Kabar baik bagi pesepeda di Jakarta. Pemerintah Provinsi DKI Jakarta Uji menguji coba jalur sepeda sepanjang 63 kilometer. Isu keselamatan menjadi sorotan sebelum jalur ini benar-benar difungsikan.
Oleh
NIKOLAUS HARBOWO
·4 menit baca
JAKARTA, KOMPAS - Pemerintah Provinsi DKI Jakarta menguji coba jalur sepeda sepanjang 63 kilometer pada 20 September hingga 19 November 2019. Pesepeda meminta kepada pemerintah agar tidak hanya fokus pada pembangunan infrastruktur jalan, tetapi juga menjamin kenyamanan dan keselamatan mereka saat berbagi jalan dengan pengendara bermotor.
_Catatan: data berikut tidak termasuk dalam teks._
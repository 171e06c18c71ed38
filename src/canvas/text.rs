//! Text measurement and line placement shared by all surfaces.

use super::{TextAlign, TextOptions, TextStyle};
use crate::writer::TextLayout;

/// One wrapped line, positioned relative to the text box.
#[derive(Debug, Clone, PartialEq)]
pub struct PlacedLine {
    /// Line content
    pub text: String,
    /// Absolute left edge after alignment
    pub x: f32,
    /// Offset of the line box top from the block top
    pub top: f32,
    /// Rendered width
    pub width: f32,
}

/// Result of flowing a string into a box.
#[derive(Debug, Clone, PartialEq)]
pub struct TextBlock {
    /// Lines in drawing order
    pub lines: Vec<PlacedLine>,
    /// Distance from a line box top to its baseline
    pub ascent: f32,
    /// Total height consumed
    pub height: f32,
}

/// Font metrics front-end for surfaces.
#[derive(Debug, Clone, Default)]
pub struct TextMetrics {
    layout: TextLayout,
}

impl TextMetrics {
    /// Create metrics backed by the Base-14 tables.
    pub fn new() -> Self {
        Self::default()
    }

    /// Height of one line of `style`.
    pub fn line_height(&self, style: &TextStyle, include_gap: bool) -> f32 {
        self.layout
            .font_manager()
            .get_font_or_default(style.face.base_font())
            .line_height(style.size, include_gap)
    }

    /// Width of `text` on a single line.
    pub fn text_width(&self, text: &str, style: &TextStyle) -> f32 {
        self.layout
            .font_manager()
            .text_width(text, style.face.base_font(), style.size)
    }

    /// Wrap and align `text` starting at horizontal position `x`.
    ///
    /// Each line advances by the font's line height (gap included) plus
    /// `options.line_gap`. Without an explicit width the text wraps at the
    /// right page edge. A single-line draw never wraps and never starts
    /// left of `x`, even when it is wider than the box.
    pub fn layout(
        &self,
        text: &str,
        x: f32,
        page_width: f32,
        style: &TextStyle,
        options: &TextOptions,
    ) -> TextBlock {
        let font_name = style.face.base_font();
        let font = self.layout.font_manager().get_font_or_default(font_name);
        let box_width = options.width.unwrap_or(page_width - x).max(0.0);
        let advance = font.line_height(style.size, true) + options.line_gap;

        let wrapped = if options.single_line {
            vec![(text.to_string(), self.text_width(text, style))]
        } else {
            self.layout.wrap_text(text, font_name, style.size, box_width)
        };

        let lines: Vec<PlacedLine> = wrapped
            .into_iter()
            .enumerate()
            .map(|(i, (line, width))| {
                let offset = match options.align {
                    TextAlign::Left => 0.0,
                    TextAlign::Center => (box_width - width) / 2.0,
                    TextAlign::Right => box_width - width,
                }
                .max(0.0);
                PlacedLine {
                    text: line,
                    x: x + offset,
                    top: i as f32 * advance,
                    width,
                }
            })
            .collect();

        TextBlock {
            height: lines.len() as f32 * advance,
            ascent: font.ascent(style.size),
            lines,
        }
    }
}

#[cfg(test)]
mod tests {
    use super::*;
    use crate::canvas::FontFace;
    use crate::writer::Color;

    const BODY: TextStyle = TextStyle::new(FontFace::Regular, 10.0, Color::black());

    #[test]
    fn test_single_line_height() {
        let metrics = TextMetrics::new();
        let block = metrics.layout("Short", 40.0, 595.0, &BODY, &TextOptions::new());
        assert_eq!(block.lines.len(), 1);
        assert!((block.height - 11.56).abs() < 0.001);
        assert!((block.ascent - 7.18).abs() < 0.001);
        assert_eq!(block.lines[0].x, 40.0);
    }

    #[test]
    fn test_line_gap_is_added_per_line() {
        let metrics = TextMetrics::new();
        let text = "one two three four five six seven eight nine ten eleven twelve";
        let opts = TextOptions::new().width(80.0).line_gap(2.0);
        let block = metrics.layout(text, 0.0, 595.0, &BODY, &opts);

        assert!(block.lines.len() > 2);
        let expected = block.lines.len() as f32 * (11.56 + 2.0);
        assert!((block.height - expected).abs() < 0.01);
        assert!((block.lines[1].top - 13.56).abs() < 0.001);
    }

    #[test]
    fn test_center_alignment() {
        let metrics = TextMetrics::new();
        let width = metrics.text_width("GIC", &BODY);
        let block = metrics.layout("GIC", 100.0, 595.0, &BODY, &TextOptions::centered(60.0));
        assert!((block.lines[0].x - (100.0 + (60.0 - width) / 2.0)).abs() < 0.001);
    }

    #[test]
    fn test_right_alignment() {
        let metrics = TextMetrics::new();
        let block = metrics.layout(
            "end",
            0.0,
            595.0,
            &BODY,
            &TextOptions::new().width(100.0).align(TextAlign::Right),
        );
        let line = &block.lines[0];
        assert!((line.x + line.width - 100.0).abs() < 0.001);
    }

    #[test]
    fn test_single_line_keeps_spaces_and_length() {
        let metrics = TextMetrics::new();
        let text = format!(" a  b {} ", "x".repeat(200));
        let opts = TextOptions::centered(100.0).single_line();
        let block = metrics.layout(&text, 40.0, 595.0, &BODY, &opts);

        assert_eq!(block.lines.len(), 1);
        assert_eq!(block.lines[0].text, text);
        assert_eq!(block.lines[0].x, 40.0);
        assert!((block.height - 11.56).abs() < 0.001);
    }

    #[test]
    fn test_default_width_reaches_page_edge() {
        let metrics = TextMetrics::new();
        let text = "word ".repeat(60);
        let block = metrics.layout(&text, 500.0, 595.0, &BODY, &TextOptions::new());
        for line in &block.lines {
            assert!(line.x + line.width <= 595.0 + 0.001);
        }
    }
}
Uji coba jalur sepeda terbagi menjadi tiga fase, yakni fase pertama (25 km), fase kedua (23 km), dan fase ketiga (15 km). Fase pertama meliputi Jalan Medan Merdeka Selatan, Jalan MH Thamrin, Jalan Imam Bonjol, Jalan Pangeran Diponegoro, Jalan Proklamasi, Jalan Pramuka, dan Jalan Pemuda.
Sedangkan, fase kedua meliputi Jalan Sudirman, Jalan Sisingamangaraja, Jalan Panglima Polim, dan Jalan RS Fatmawati Raya. Kemudian, fase ketiga adalah Jalan Tomang Raya, Jalan Cideng Timur, Jalan Kebon Sirih, Jalan Matraman Raya, Jalan Jatinegara Barat, dan Jalan Jatinegara Timur.
Kepala Dinas Perhubungan DKI Jakarta Syafrin Liputo mengatakan, uji coba desain jalur sepeda rencananya dihadiri Gubernur DKI Jakarta Anies Baswedan dan Chief Executive Officer Institute for Transportation and Development Policy (ITDP) Heather Thompson. "Untuk uji coba nanti, baru fase satu dulu. Ada marka dan traffic cone (kerucut lalu lintas). Persiapan sudah lengkap, tinggal eksekusi," ujar Syafrin, di Jakarta, Rabu (18/9/2019).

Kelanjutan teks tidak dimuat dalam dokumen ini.